Oh, I’m so happy right now! It was recently announced that the American Dialect Society has named the singular “they” as 2019’s word of the year. This auspicious body always chooses a word that reflects the way we express ourselves in the modern world, and this one is perfect.
They made this choice because of its ever-increasing use as a gender neutral pronoun. And indeed, I can think of several people in my inner circle who have chosen they as their pronoun rather than he or she. I also see they used more and more to protect identity, such as in the case of Trump’s whistleblower.
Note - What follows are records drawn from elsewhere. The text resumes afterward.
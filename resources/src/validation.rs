//! Field-scoped validation errors and the metadata checks shared by every
//! object kind.

use serde::{Deserialize, Serialize};
use strum::Display;

use crate::objects::{Labels, Metadata};

pub const DNS1123_LABEL_MAX_LENGTH: usize = 63;
pub const DNS1123_SUBDOMAIN_MAX_LENGTH: usize = 253;
pub const QUALIFIED_NAME_MAX_LENGTH: usize = 63;
pub const LABEL_VALUE_MAX_LENGTH: usize = 63;

const DNS1123_LABEL_ERR_MSG: &str = "a DNS-1123 label must consist of lower case alphanumeric \
                                     characters or '-', and must start and end with an \
                                     alphanumeric character";
const DNS1123_SUBDOMAIN_ERR_MSG: &str = "a DNS-1123 subdomain must consist of lower case \
                                         alphanumeric characters, '-' or '.', and must start and \
                                         end with an alphanumeric character";
const QUALIFIED_NAME_ERR_MSG: &str = "name part must consist of alphanumeric characters, '-', \
                                      '_' or '.', and must start and end with an alphanumeric \
                                      character";

/// Validates an object name, returning the reasons it is not acceptable.
pub type ValidateNameFn = fn(&str) -> Vec<String>;

#[derive(Debug, Serialize, Deserialize, Clone, Copy, PartialEq, Eq, Display)]
pub enum ErrorType {
    #[strum(serialize = "Required value")]
    Required,
    #[strum(serialize = "Invalid value")]
    Invalid,
    #[strum(serialize = "Unsupported value")]
    NotSupported,
    #[strum(serialize = "Forbidden")]
    Forbidden,
}

#[derive(Debug, Serialize, Deserialize, Clone, PartialEq, Eq)]
#[serde(rename_all = "camelCase")]
pub struct FieldError {
    pub error_type: ErrorType,
    /// Path of the offending field, e.g. `metadata.name`.
    pub field: String,
    #[serde(default, skip_serializing_if = "Option::is_none")]
    pub bad_value: Option<String>,
    pub detail: String,
}

impl FieldError {
    pub fn required(field: &str, detail: &str) -> Self {
        FieldError {
            error_type: ErrorType::Required,
            field: field.to_owned(),
            bad_value: None,
            detail: detail.to_owned(),
        }
    }

    pub fn invalid(field: &str, value: &str, detail: &str) -> Self {
        FieldError {
            error_type: ErrorType::Invalid,
            field: field.to_owned(),
            bad_value: Some(value.to_owned()),
            detail: detail.to_owned(),
        }
    }

    pub fn not_supported(field: &str, value: &str, valid: &[&str]) -> Self {
        FieldError {
            error_type: ErrorType::NotSupported,
            field: field.to_owned(),
            bad_value: Some(value.to_owned()),
            detail: format!("supported values: {}", valid.join(", ")),
        }
    }

    pub fn forbidden(field: &str, detail: &str) -> Self {
        FieldError {
            error_type: ErrorType::Forbidden,
            field: field.to_owned(),
            bad_value: None,
            detail: detail.to_owned(),
        }
    }
}

impl std::fmt::Display for FieldError {
    fn fmt(&self, f: &mut std::fmt::Formatter<'_>) -> std::fmt::Result {
        write!(f, "{}: {}", self.field, self.error_type)?;
        if let Some(value) = &self.bad_value {
            write!(f, ": {:?}", value)?;
        }
        if !self.detail.is_empty() {
            write!(f, ": {}", self.detail)?;
        }
        Ok(())
    }
}

/// Ordered list of field errors. Empty means valid.
#[derive(Debug, Serialize, Deserialize, Clone, PartialEq, Eq, Default)]
pub struct ErrorList(pub Vec<FieldError>);

impl ErrorList {
    pub fn new() -> Self {
        ErrorList(Vec::new())
    }

    pub fn push(&mut self, err: FieldError) {
        self.0.push(err);
    }

    pub fn extend(&mut self, other: ErrorList) {
        self.0.extend(other.0);
    }

    pub fn is_empty(&self) -> bool {
        self.0.is_empty()
    }

    pub fn len(&self) -> usize {
        self.0.len()
    }

    pub fn iter(&self) -> std::slice::Iter<'_, FieldError> {
        self.0.iter()
    }
}

impl std::fmt::Display for ErrorList {
    fn fmt(&self, f: &mut std::fmt::Formatter<'_>) -> std::fmt::Result {
        let errs = self
            .0
            .iter()
            .map(|e| e.to_string())
            .collect::<Vec<_>>()
            .join("; ");
        write!(f, "[{}]", errs)
    }
}

impl From<Vec<FieldError>> for ErrorList {
    fn from(errs: Vec<FieldError>) -> Self {
        ErrorList(errs)
    }
}

fn is_lower_alnum(c: char) -> bool {
    c.is_ascii_lowercase() || c.is_ascii_digit()
}

fn is_dns1123_label_format(value: &str) -> bool {
    match (value.chars().next(), value.chars().last()) {
        (Some(first), Some(last)) => {
            is_lower_alnum(first)
                && is_lower_alnum(last)
                && value.chars().all(|c| is_lower_alnum(c) || c == '-')
        },
        _ => false,
    }
}

/// Lowercase alphanumerics and '-', starting and ending with an alphanumeric,
/// at most 63 characters.
pub fn is_dns1123_label(value: &str) -> Vec<String> {
    let mut errs = Vec::new();
    if value.len() > DNS1123_LABEL_MAX_LENGTH {
        errs.push(format!(
            "must be no more than {} characters",
            DNS1123_LABEL_MAX_LENGTH
        ));
    }
    if !is_dns1123_label_format(value) {
        errs.push(DNS1123_LABEL_ERR_MSG.to_string());
    }
    errs
}

/// One or more DNS-1123 labels separated by '.', at most 253 characters.
pub fn is_dns1123_subdomain(value: &str) -> Vec<String> {
    let mut errs = Vec::new();
    if value.len() > DNS1123_SUBDOMAIN_MAX_LENGTH {
        errs.push(format!(
            "must be no more than {} characters",
            DNS1123_SUBDOMAIN_MAX_LENGTH
        ));
    }
    if !value.split('.').all(is_dns1123_label_format) {
        errs.push(DNS1123_SUBDOMAIN_ERR_MSG.to_string());
    }
    errs
}

fn is_qualified_name_part(value: &str) -> bool {
    let alnum = |c: char| c.is_ascii_alphanumeric();
    match (value.chars().next(), value.chars().last()) {
        (Some(first), Some(last)) => {
            alnum(first)
                && alnum(last)
                && value
                    .chars()
                    .all(|c| alnum(c) || c == '-' || c == '_' || c == '.')
        },
        _ => false,
    }
}

/// `[prefix/]name` where prefix is a DNS-1123 subdomain and name is at most
/// 63 alphanumerics, '-', '_' or '.'.
pub fn is_qualified_name(value: &str) -> Vec<String> {
    let mut errs = Vec::new();
    let name = match value.split_once('/') {
        Some((prefix, name)) => {
            if prefix.is_empty() {
                errs.push("prefix part must be non-empty".to_string());
            } else {
                errs.extend(
                    is_dns1123_subdomain(prefix)
                        .into_iter()
                        .map(|msg| format!("prefix part {}", msg)),
                );
            }
            name
        },
        None => value,
    };
    if name.is_empty() {
        errs.push("name part must be non-empty".to_string());
    } else {
        if name.len() > QUALIFIED_NAME_MAX_LENGTH {
            errs.push(format!(
                "name part must be no more than {} characters",
                QUALIFIED_NAME_MAX_LENGTH
            ));
        }
        if !is_qualified_name_part(name) {
            errs.push(QUALIFIED_NAME_ERR_MSG.to_string());
        }
    }
    errs
}

pub fn is_valid_label_value(value: &str) -> Vec<String> {
    let mut errs = Vec::new();
    if value.len() > LABEL_VALUE_MAX_LENGTH {
        errs.push(format!(
            "must be no more than {} characters",
            LABEL_VALUE_MAX_LENGTH
        ));
    }
    if !value.is_empty() && !is_qualified_name_part(value) {
        errs.push(
            "a valid label must be an empty string or consist of alphanumeric characters, '-', \
             '_' or '.', and must start and end with an alphanumeric character"
                .to_string(),
        );
    }
    errs
}

/// Minimal legality rule for object names.
pub fn name_is_dns_label(name: &str) -> Vec<String> {
    is_dns1123_label(name)
}

pub fn validate_labels(labels: &Labels, field: &str) -> ErrorList {
    let mut errs = ErrorList::new();
    for (key, value) in labels {
        for msg in is_qualified_name(key) {
            errs.push(FieldError::invalid(field, key, &msg));
        }
        for msg in is_valid_label_value(value) {
            errs.push(FieldError::invalid(field, value, &msg));
        }
    }
    errs
}

/// Validates name, namespace and labels of a new object.
/// Every problem found is reported.
pub fn validate_object_meta(
    meta: &Metadata,
    requires_namespace: bool,
    name_fn: ValidateNameFn,
) -> ErrorList {
    let mut errs = ErrorList::new();

    if meta.name.is_empty() {
        errs.push(FieldError::required("metadata.name", "name is required"));
    } else {
        for msg in name_fn(&meta.name) {
            errs.push(FieldError::invalid("metadata.name", &meta.name, &msg));
        }
    }

    if requires_namespace {
        if meta.namespace.is_empty() {
            errs.push(FieldError::required("metadata.namespace", ""));
        } else {
            for msg in is_dns1123_label(&meta.namespace) {
                errs.push(FieldError::invalid(
                    "metadata.namespace",
                    &meta.namespace,
                    &msg,
                ));
            }
        }
    } else if !meta.namespace.is_empty() {
        errs.push(FieldError::forbidden(
            "metadata.namespace",
            "not allowed on this type",
        ));
    }

    errs.extend(validate_labels(&meta.labels, "metadata.labels"));
    errs
}

/// Reports changes to fields that cannot be updated.
pub fn validate_object_meta_update(new: &Metadata, old: &Metadata) -> ErrorList {
    let mut errs = ErrorList::new();
    if new.name != old.name {
        errs.push(FieldError::invalid(
            "metadata.name",
            &new.name,
            "field is immutable",
        ));
    }
    if new.namespace != old.namespace {
        errs.push(FieldError::invalid(
            "metadata.namespace",
            &new.namespace,
            "field is immutable",
        ));
    }
    if new.uid.is_some() && new.uid != old.uid {
        let uid = new.uid.map(|u| u.to_string()).unwrap_or_default();
        errs.push(FieldError::invalid("metadata.uid", &uid, "field is immutable"));
    }
    if new.creation_timestamp.is_some() && new.creation_timestamp != old.creation_timestamp {
        let ts = new
            .creation_timestamp
            .map(|t| t.to_string())
            .unwrap_or_default();
        errs.push(FieldError::invalid(
            "metadata.creationTimestamp",
            &ts,
            "field is immutable",
        ));
    }
    errs
}

#[cfg(test)]
mod tests {
    use uuid::Uuid;

    use super::*;

    #[test]
    fn dns_labels() {
        assert!(is_dns1123_label("web-0").is_empty());
        assert!(is_dns1123_label("a").is_empty());
        assert_eq!(is_dns1123_label("-web").len(), 1);
        assert_eq!(is_dns1123_label("web-").len(), 1);
        assert_eq!(is_dns1123_label("Web").len(), 1);
        assert_eq!(is_dns1123_label("web_0").len(), 1);
        assert_eq!(is_dns1123_label("").len(), 1);
        assert_eq!(is_dns1123_label(&"a".repeat(64)).len(), 1);
    }

    #[test]
    fn qualified_names() {
        assert!(is_qualified_name("app").is_empty());
        assert!(is_qualified_name("example.com/App_Name").is_empty());
        assert!(!is_qualified_name("/app").is_empty());
        assert!(!is_qualified_name("example.com/").is_empty());
        assert!(!is_qualified_name("Example.com/app").is_empty());
        assert!(!is_qualified_name("-app").is_empty());
    }

    #[test]
    fn label_values() {
        assert!(is_valid_label_value("").is_empty());
        assert!(is_valid_label_value("v1.2_beta").is_empty());
        assert!(!is_valid_label_value("v1 beta").is_empty());
    }

    #[test]
    fn object_meta_accumulates_errors() {
        let mut meta = Metadata::new("Dev", "-bad");
        meta.labels = Labels::new().insert("-key", "ok");
        let errs = validate_object_meta(&meta, true, name_is_dns_label);
        let fields: Vec<_> = errs.iter().map(|e| e.field.as_str()).collect();
        assert_eq!(
            fields,
            vec!["metadata.name", "metadata.namespace", "metadata.labels"]
        );
    }

    #[test]
    fn object_meta_requires_name_and_namespace() {
        let errs = validate_object_meta(&Metadata::default(), true, name_is_dns_label);
        assert_eq!(errs.len(), 2);
        assert!(errs.iter().all(|e| e.error_type == ErrorType::Required));
    }

    #[test]
    fn cluster_scoped_forbids_namespace() {
        let errs = validate_object_meta(&Metadata::new("dev", "node-1"), false, name_is_dns_label);
        assert_eq!(errs.len(), 1);
        assert_eq!(errs.0[0].error_type, ErrorType::Forbidden);
    }

    #[test]
    fn immutable_metadata() {
        let mut old = Metadata::new("dev", "shop");
        old.uid = Some(Uuid::new_v4());
        let mut new = old.clone();
        assert!(validate_object_meta_update(&new, &old).is_empty());

        new.namespace = "prod".to_string();
        new.uid = Some(Uuid::new_v4());
        let errs = validate_object_meta_update(&new, &old);
        assert_eq!(errs.len(), 2);
        assert_eq!(errs.0[0].field, "metadata.namespace");
        assert_eq!(errs.0[1].field, "metadata.uid");
    }

    #[test]
    fn field_error_display() {
        let err = FieldError::invalid("metadata.name", "x", "too short");
        assert_eq!(err.to_string(), "metadata.name: Invalid value: \"x\": too short");
        let err = FieldError::required("metadata.namespace", "");
        assert_eq!(err.to_string(), "metadata.namespace: Required value");
    }
}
These are both excellent reasons to use the singular they.
And while those things are enough to make me happy, I’m positively ecstatic that this decision has opened up a discussion of the singular they in general. In fact, it’s finding its way into more and more usage guides. I wish my favorite, the Chicago Manual of Style, would get with the program, already. The snobbery over the use of this word has long been a pet peeve of mine.
Even the esteemed Oxford English Dictionary admits that the singular “they” has been in regular usage since at least 1375. They also point out that no one complains about the use of the singular “you”. Yup. “You” is a plural pronoun just as “they” is. The singular for you is, technically, thou. But wouldn’t you feel silly saying thou? I definitely would.
I’ve always felt that most grammar snobs are hopelessly pompous in their insistence that the English language remain timeless and inflexible. Don’t even get me started about those fools who still believe you can’t end a sentence with a preposition.
In fact, I view language as a sort of living, breathing organism that shifts and grows across time and culture. That’s one of the things that I love most about it. Language is a tool that we employ to communicate clearly. It’s not a cage in which we lock ourselves.
Besides, whether they admit it or not, every single person who is reading this post has used the singular they within the past 24 hours. (See what I did there?) I guarantee it. So join me in casting aside your grammatical guilt. Let they come out to play!